The Supreme Court’s acceptance of a height-based definition of the Aravali hills for mining regulation illustrates this phenomenon with unusual clarity. By prescribing a minimum ‘local relief’ threshold, the SC sought administrative certainty. The effect, however, is the creation of a category of ecological loss in which land continues to exist physically, but ceases to exist legally. Hills that fall short of a prescribed measurement are ‘not harmed’; they are excluded.
After public outcry, the court has now agreed to a relook of its order.
TN has experienced comparable outcomes, achieved through classificatory practices that produce the same constitutional result.
The Aravali range is among the oldest geological formations on the planet. Its ecological significance lies not in height, but in function — groundwater recharge, climate moderation, and ecological continuity across north-western India. These functions do not correlate neatly with elevation.
A height-based definition risks excluding formations integral to the ecological system of the Aravalis. Such formations are not destroyed; their protection is withdrawn. This marks a subtle but important jurisprudential shift. Indian environmental law has historically resisted mechanical thresholds, emphasising the precautionary principle that uncertainty must operate in favour of environmental protection. From Vellore Citizens’ Welfare Forum (that highlighted pollution by tanneries) to Godavarman (for safeguarding forests), courts have privileged ecological function over administrative convenience.

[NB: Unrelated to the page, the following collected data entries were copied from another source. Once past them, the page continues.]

pub mod image;
pub mod middleware;
pub mod stomp;
pub mod validation;
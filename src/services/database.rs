use crate::config::Config;
use crate::error::Result;
use sqlx::sqlite::{SqliteConnectOptions, SqlitePool, SqlitePoolOptions};
use std::str::FromStr;
use tracing::{error, info};

/// 数据库服务
#[derive(Clone)]
pub struct Database {
    pool: SqlitePool,
}

impl Database {
    /// 创建新的数据库实例并执行迁移
    pub async fn new(config: &Config) -> Result<Self> {
        info!("Initializing database connection to {}", config.database_url);

        let options = SqliteConnectOptions::from_str(&config.database_url)?
            .create_if_missing(true)
            .foreign_keys(true);

        let pool = SqlitePoolOptions::new()
            .max_connections(config.database_max_connections)
            .connect_with(options)
            .await?;

        let db = Self { pool };
        db.migrate().await?;
        Ok(db)
    }

    /// In-memory database. Every pooled connection would open its own empty
    /// database, so the pool is pinned to one connection that never expires.
    pub async fn in_memory() -> Result<Self> {
        let options = SqliteConnectOptions::from_str("sqlite::memory:")?.foreign_keys(true);

        let pool = SqlitePoolOptions::new()
            .max_connections(1)
            .min_connections(1)
            .idle_timeout(None)
            .max_lifetime(None)
            .connect_with(options)
            .await?;

        let db = Self { pool };
        db.migrate().await?;
        Ok(db)
    }

    async fn migrate(&self) -> Result<()> {
        sqlx::migrate!("./migrations").run(&self.pool).await?;
        info!("Database migrations applied");
        Ok(())
    }

    /// 验证数据库连接
    pub async fn verify_connection(&self) -> Result<()> {
        match sqlx::query("SELECT 1").execute(&self.pool).await {
            Ok(_) => {
                info!("Database connection verified successfully");
                Ok(())
            }
            Err(e) => {
                error!("Failed to verify database connection: {}", e);
                Err(e.into())
            }
        }
    }

    pub fn pool(&self) -> &SqlitePool {
        &self.pool
    }
}

#[cfg(test)]
mod tests {
    use super::*;

    #[tokio::test]
    async fn test_in_memory_database_is_migrated() {
        let db = Database::in_memory().await.unwrap();
        db.verify_connection().await.unwrap();

        let (count,): (i64,) = sqlx::query_as("SELECT COUNT(*) FROM users")
            .fetch_one(db.pool())
            .await
            .unwrap();
        assert_eq!(count, 0);
    }
}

Tamil Nadu does not apply a formal height threshold to hills. Instead, it relies on administrative and revenue classifications that achieve a functionally similar outcome.
Across districts, rocky elevations forming part of the Eastern Ghats are routinely described as ‘minor hillocks’ or ‘patta lands with stone’. Once so labelled, they fall outside the legal imagination of hill protection, even when they form part of continuous hill systems, act as water catchments or lie contiguous to forest land. The physical feature remains; its ecological role persists. What disappears is legal concern.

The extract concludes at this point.